Post received at hospital X, probably looked at (no proper record kept), posted second class to hospital Y for data entry, as apparently nobody at hospital X could enter data.
Two weeks pass, ring up both hospital X and hospital Y. Neither can say where the paperwork might be, or even be certain whether they ever received it.
Only option was to get a new form from dentist, and hand deliver it in person.
The original x-ray was digital.
I'm not sure this is down to money...
Addendum (today):
Hospital X finally looked at hand delivered referral. Suggested going to hospital Z instead of hospital X or Y, as they have the specialists and the capacity.
Attended hospital Z. Unable to view x-ray from hospital Y because they cover a different area (CCG) and are thus 'unable to transfer images'. Sensible consultation otherwise. Further images will need to be taken at hospital Z to get around this.
Matt Hancock does have a point, even if he is a lightweight containing mostly hot air.
There is an awful lot of hard work going on to implement new technology into healthcare, large amounts of money being invested to pay for that technology. The real challenge is that the legacy process and procedures within the NHS do not necessarily lend themselves to be implemented in IT solutions. Attempts to change the process or procedure has historically led to resistance that has either led to failure or compromise of IT systems. Add to this complex procurement, dodgy suppliers and local IT infrastructures that simply do not meet modern standards and you have the perfect environment for systems that simply do not work in the way people would like.

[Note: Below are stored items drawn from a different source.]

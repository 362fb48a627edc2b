use super::{BreakerConfig, BreakerSnapshot, CircuitBreaker};
use crate::clock::Clock;
use dashmap::DashMap;
use serde::{Deserialize, Serialize};
use std::collections::HashMap;
use std::sync::Arc;

/// `[breakers]` configuration: a default plus per-group overrides.
#[derive(Clone, Debug, Default, Serialize, Deserialize)]
pub struct BreakerSection {
    #[serde(default)]
    pub default: BreakerConfig,

    /// Overrides keyed by service group (e.g. "alerts", "actions")
    #[serde(default)]
    pub groups: HashMap<String, BreakerConfig>,
}

impl BreakerSection {
    pub fn config_for(&self, group: &str) -> BreakerConfig {
        self.groups
            .get(group)
            .cloned()
            .unwrap_or_else(|| self.default.clone())
    }
}

/// One breaker per service group, created lazily on first use.
///
/// Breakers never share counters; the registry only hands out the instance
/// owned by each group.
pub struct BreakerRegistry {
    breakers: DashMap<String, Arc<CircuitBreaker>>,
    section: BreakerSection,
    clock: Arc<dyn Clock>,
}

impl BreakerRegistry {
    pub fn new(section: BreakerSection, clock: Arc<dyn Clock>) -> Self {
        Self {
            breakers: DashMap::new(),
            section,
            clock,
        }
    }

    /// Get the breaker for `group`, creating it from configuration if needed.
    pub fn get(&self, group: &str) -> Arc<CircuitBreaker> {
        let entry = self.breakers.entry(group.to_string()).or_insert_with(|| {
            Arc::new(CircuitBreaker::new(
                group,
                self.section.config_for(group),
                Arc::clone(&self.clock),
            ))
        });
        Arc::clone(entry.value())
    }

    /// Snapshots of every breaker created so far, ordered by group.
    pub fn snapshot_all(&self) -> Vec<BreakerSnapshot> {
        let mut snapshots: Vec<BreakerSnapshot> =
            self.breakers.iter().map(|b| b.value().snapshot()).collect();
        snapshots.sort_by(|a, b| a.group.cmp(&b.group));
        snapshots
    }

    /// Reset one group. Returns false if the group has no breaker yet.
    pub fn reset(&self, group: &str) -> bool {
        match self.breakers.get(group) {
            Some(breaker) => {
                breaker.reset();
                true
            }
            None => false,
        }
    }

    pub fn reset_all(&self) {
        for breaker in self.breakers.iter() {
            breaker.value().reset();
        }
    }
}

Agree, there IS a lot of work being done. Though it is certainly still very patchy.
Over-complex procurement that adds massive bureaucracy without fixing the issues it is meant to (mainly uncontrolled projects "specifying" IT that they know nothing about and haven't a proven need for) is one of the biggest problems throughout the NHS.
Also still too many vested, local interests blocking the use of standards for services that should BE standard. Not enough sharing of ideas and best practice at a national level.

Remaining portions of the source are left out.